Hot Enough for June (1964) - Dirk Bogarde as a Spy
The Man Who Knew Too Little meets The Cold War meets 007
The James Bond craze (among other things) sparked many spy films in the 1960s. The suave, sophisticated man of mystery who knew the right thing to do at the right time for national security was often copied. It was also spoofed in films like Casino Royale (1967) with David Niven.
Then there are films like Hot Enough for June (aka Agent 8 3/4) from 1964 which might be best described as a serio-comic spy story.
Nicholas Whistler (Dirk Bogarde) is an unemployed writer who takes a courier job with a glass manufacturer. He must go behind the Iron Curtain to trade industry secrets. It turns out the glass manufacturing business is a front and Nicholas is unknowingly smuggling state secrets to and from British Intelligence agents behind enemy lines.
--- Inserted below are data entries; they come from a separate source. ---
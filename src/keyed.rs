//! Keyed collection node.

use core::iter;

use std::collections::btree_map::{self, BTreeMap, Entry};

use tracing::{debug, instrument, trace};

use crate::error::{NodeError, Result};
use crate::node::{Node, NodeHandle};

/// Key type of [`KeyedNode`].
pub type Key = String;

/// Entry of a [`KeyedNode`]: a key and the node it owns.
///
/// The key cannot be changed through the pair, so a reference to it stays
/// valid for as long as the entry is borrowed.
#[derive(Debug)]
pub struct KeyValuePair {
    /// Key.
    key: Key,
    /// Owned child node.
    value: Box<dyn Node>,
}

impl KeyValuePair {
    /// Returns the key.
    #[inline]
    #[must_use]
    pub fn key(&self) -> &str {
        &self.key
    }

    /// Returns the child node.
    #[inline]
    #[must_use]
    pub fn value(&self) -> &dyn Node {
        &*self.value
    }

    /// Returns the child node mutably.
    #[inline]
    #[must_use]
    pub fn value_mut(&mut self) -> &mut dyn Node {
        &mut *self.value
    }
}

/// Outcome of [`KeyedNode::insert`].
#[derive(Debug)]
pub enum Insertion<'a> {
    /// The node was stored under a new key.
    Inserted(&'a mut KeyValuePair),
    /// The key was already present. The collection is unchanged.
    Occupied {
        /// Entry already stored under the key.
        existing: &'a mut KeyValuePair,
        /// The node that was not inserted, handed back to the caller.
        rejected: NodeHandle,
    },
}

impl<'a> Insertion<'a> {
    /// Returns true if the node has been stored.
    #[inline]
    #[must_use]
    pub fn is_inserted(&self) -> bool {
        matches!(self, Self::Inserted(_))
    }

    /// Returns the entry stored under the key.
    ///
    /// This is the new entry on success and the pre-existing one otherwise.
    #[inline]
    #[must_use]
    pub fn entry(&self) -> &KeyValuePair {
        match self {
            Self::Inserted(entry) => &**entry,
            Self::Occupied { existing, .. } => &**existing,
        }
    }

    /// Converts the outcome into the entry stored under the key.
    ///
    /// **The rejected node of an [`Occupied`][`Self::Occupied`] outcome is
    /// dropped.** Use [`into_parts`][`Self::into_parts`] to keep both, or
    /// [`into_rejected`][`Self::into_rejected`] to keep the node only.
    #[inline]
    #[must_use]
    pub fn into_entry(self) -> &'a mut KeyValuePair {
        self.into_parts().0
    }

    /// Splits the outcome into the entry stored under the key and the
    /// rejected node, if any.
    #[inline]
    #[must_use]
    pub fn into_parts(self) -> (&'a mut KeyValuePair, Option<NodeHandle>) {
        match self {
            Self::Inserted(entry) => (entry, None),
            Self::Occupied { existing, rejected } => (existing, Some(rejected)),
        }
    }

    /// Returns the rejected node, if the key was already present.
    #[inline]
    #[must_use]
    pub fn into_rejected(self) -> Option<NodeHandle> {
        match self {
            Self::Inserted(_) => None,
            Self::Occupied { rejected, .. } => Some(rejected),
        }
    }
}

/// Node owning children by string keys.
///
/// Iteration order is an implementation detail: consumers must not depend on
/// it.
///
/// # Examples
///
/// ```
/// use hetree::{KeyedNode, Node, NodeHandle};
///
/// #[derive(Debug)]
/// struct Text(&'static str);
/// impl Node for Text {}
///
/// let mut map = KeyedNode::new();
/// let outcome = map
///     .insert("greeting", NodeHandle::new(Text("hello")))
///     .expect("should never fail: the handle is not empty");
/// assert!(outcome.is_inserted());
///
/// let entry = map.find("greeting").expect("the key has just been inserted");
/// assert_eq!(entry.key(), "greeting");
/// assert!(entry.value().is::<Text>());
/// ```
#[derive(Debug, Default)]
pub struct KeyedNode {
    /// Entries.
    entries: BTreeMap<Key, KeyValuePair>,
}

impl Node for KeyedNode {}

impl KeyedNode {
    /// Creates a new empty collection.
    #[inline]
    #[must_use]
    pub fn new() -> Self {
        Self::default()
    }

    /// Inserts the node under the key, taking ownership of it.
    ///
    /// If the key is already present the collection is not modified and the
    /// node comes back in [`Insertion::Occupied`], so the caller can insert
    /// it somewhere else. Keys of erased entries can be reused.
    ///
    /// # Errors
    ///
    /// * [`NodeError::EmptyNode`]
    ///     + In case the handle is empty. The collection is not modified.
    ///
    /// # Examples
    ///
    /// ```
    /// use hetree::{KeyedNode, Node, NodeError, NodeHandle};
    ///
    /// #[derive(Debug)]
    /// struct Number(i64);
    /// impl Node for Number {}
    ///
    /// let mut map = KeyedNode::new();
    /// map.insert("n", NodeHandle::new(Number(1)))
    ///     .expect("should never fail: the handle is not empty");
    ///
    /// let rejected = map
    ///     .insert("n", NodeHandle::new(Number(2)))
    ///     .expect("should never fail: the handle is not empty")
    ///     .into_rejected()
    ///     .expect("the key is already present");
    /// assert!(!rejected.is_empty());
    /// assert_eq!(map.len(), 1);
    ///
    /// assert_eq!(
    ///     map.insert("m", NodeHandle::empty()).map(|outcome| outcome.is_inserted()),
    ///     Err(NodeError::EmptyNode)
    /// );
    /// ```
    #[instrument(level = "trace", skip_all)]
    pub fn insert<K: Into<Key>>(&mut self, key: K, node: NodeHandle) -> Result<Insertion<'_>> {
        let key = key.into();
        let value = match node.into_inner() {
            Some(value) => value,
            None => {
                debug!(key = %key, "rejected an empty node handle");
                return Err(NodeError::EmptyNode);
            }
        };

        match self.entries.entry(key) {
            Entry::Vacant(slot) => {
                trace!(key = %slot.key(), "inserted a new entry");
                let pair = KeyValuePair {
                    key: slot.key().clone(),
                    value,
                };
                Ok(Insertion::Inserted(slot.insert(pair)))
            }
            Entry::Occupied(slot) => {
                trace!(key = %slot.key(), "key is already present");
                Ok(Insertion::Occupied {
                    existing: slot.into_mut(),
                    rejected: NodeHandle::from(value),
                })
            }
        }
    }

    /// Returns the entry for the key.
    #[inline]
    #[must_use]
    pub fn find(&self, key: &str) -> Option<&KeyValuePair> {
        self.entries.get(key)
    }

    /// Returns the entry for the key mutably.
    #[inline]
    #[must_use]
    pub fn find_mut(&mut self, key: &str) -> Option<&mut KeyValuePair> {
        self.entries.get_mut(key)
    }

    /// Returns the child node for the key.
    #[inline]
    #[must_use]
    pub fn get(&self, key: &str) -> Option<&dyn Node> {
        self.find(key).map(KeyValuePair::value)
    }

    /// Returns the child node for the key mutably.
    #[inline]
    #[must_use]
    pub fn get_mut(&mut self, key: &str) -> Option<&mut dyn Node> {
        self.find_mut(key).map(KeyValuePair::value_mut)
    }

    /// Returns true if the key is present.
    #[inline]
    #[must_use]
    pub fn contains_key(&self, key: &str) -> bool {
        self.entries.contains_key(key)
    }

    /// Removes the entry for the key and drops its subtree.
    ///
    /// Returns the number of removed entries, i.e. 0 or 1.
    #[instrument(level = "trace", skip(self))]
    pub fn erase(&mut self, key: &str) -> usize {
        let removed = usize::from(self.entries.remove(key).is_some());
        trace!(removed, "erased");
        removed
    }

    /// Removes all entries and drops their subtrees.
    #[instrument(level = "trace", skip(self), fields(len = self.entries.len()))]
    pub fn clear(&mut self) {
        self.entries.clear();
    }

    /// Returns the number of entries.
    #[inline]
    #[must_use]
    pub fn len(&self) -> usize {
        self.entries.len()
    }

    /// Returns true if there are no entries.
    #[inline]
    #[must_use]
    pub fn is_empty(&self) -> bool {
        self.entries.is_empty()
    }

    /// Returns an iterator of the entries.
    #[inline]
    #[must_use]
    pub fn iter(&self) -> Iter<'_> {
        Iter {
            inner: self.entries.values(),
        }
    }

    /// Returns an iterator of the entries, with mutable access to the nodes.
    #[inline]
    #[must_use]
    pub fn iter_mut(&mut self) -> IterMut<'_> {
        IterMut {
            inner: self.entries.values_mut(),
        }
    }

    /// Returns an iterator of the keys.
    #[inline]
    #[must_use]
    pub fn keys(&self) -> Keys<'_> {
        Keys {
            inner: self.entries.keys(),
        }
    }
}

impl<'a> IntoIterator for &'a KeyedNode {
    type Item = &'a KeyValuePair;
    type IntoIter = Iter<'a>;

    #[inline]
    fn into_iter(self) -> Self::IntoIter {
        self.iter()
    }
}

impl<'a> IntoIterator for &'a mut KeyedNode {
    type Item = &'a mut KeyValuePair;
    type IntoIter = IterMut<'a>;

    #[inline]
    fn into_iter(self) -> Self::IntoIter {
        self.iter_mut()
    }
}

/// Double-ended iterator of the entries of a [`KeyedNode`].
#[derive(Debug, Clone)]
pub struct Iter<'a> {
    /// Storage iterator.
    inner: btree_map::Values<'a, Key, KeyValuePair>,
}

impl<'a> Iterator for Iter<'a> {
    type Item = &'a KeyValuePair;

    #[inline]
    fn next(&mut self) -> Option<Self::Item> {
        self.inner.next()
    }

    #[inline]
    fn size_hint(&self) -> (usize, Option<usize>) {
        self.inner.size_hint()
    }
}

impl DoubleEndedIterator for Iter<'_> {
    #[inline]
    fn next_back(&mut self) -> Option<Self::Item> {
        self.inner.next_back()
    }
}

impl ExactSizeIterator for Iter<'_> {}

impl iter::FusedIterator for Iter<'_> {}

/// Double-ended iterator of the entries of a [`KeyedNode`], with mutable
/// access to the nodes.
#[derive(Debug)]
pub struct IterMut<'a> {
    /// Storage iterator.
    inner: btree_map::ValuesMut<'a, Key, KeyValuePair>,
}

impl<'a> Iterator for IterMut<'a> {
    type Item = &'a mut KeyValuePair;

    #[inline]
    fn next(&mut self) -> Option<Self::Item> {
        self.inner.next()
    }

    #[inline]
    fn size_hint(&self) -> (usize, Option<usize>) {
        self.inner.size_hint()
    }
}

impl DoubleEndedIterator for IterMut<'_> {
    #[inline]
    fn next_back(&mut self) -> Option<Self::Item> {
        self.inner.next_back()
    }
}

impl ExactSizeIterator for IterMut<'_> {}

impl iter::FusedIterator for IterMut<'_> {}

/// Double-ended iterator of the keys of a [`KeyedNode`].
#[derive(Debug, Clone)]
pub struct Keys<'a> {
    /// Storage iterator.
    inner: btree_map::Keys<'a, Key, KeyValuePair>,
}

impl<'a> Iterator for Keys<'a> {
    type Item = &'a str;

    #[inline]
    fn next(&mut self) -> Option<Self::Item> {
        self.inner.next().map(String::as_str)
    }

    #[inline]
    fn size_hint(&self) -> (usize, Option<usize>) {
        self.inner.size_hint()
    }
}

impl DoubleEndedIterator for Keys<'_> {
    #[inline]
    fn next_back(&mut self) -> Option<Self::Item> {
        self.inner.next_back().map(String::as_str)
    }
}

impl ExactSizeIterator for Keys<'_> {}

impl iter::FusedIterator for Keys<'_> {}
Once our hapless hero discovers the truth, we have an extended chase sequence that often wildly veers between comedy and terror.
Unlike the more famous, well-kempt agent 007, the only tuxedo we see Nicholas in is borrowed, dirty and ill-fitting. Perfect downplay of the agent lifestyle. Nicholas must also contend with Vlasta (Slyva Koscina), the daughter of the enemy agent who is out to capture him. But Nicholas and Vlasta each have philosophical misgivings about their duties, which is rarely explored in spy films.
Hot Enough for June is an interesting study in the anti-007 type of spy film.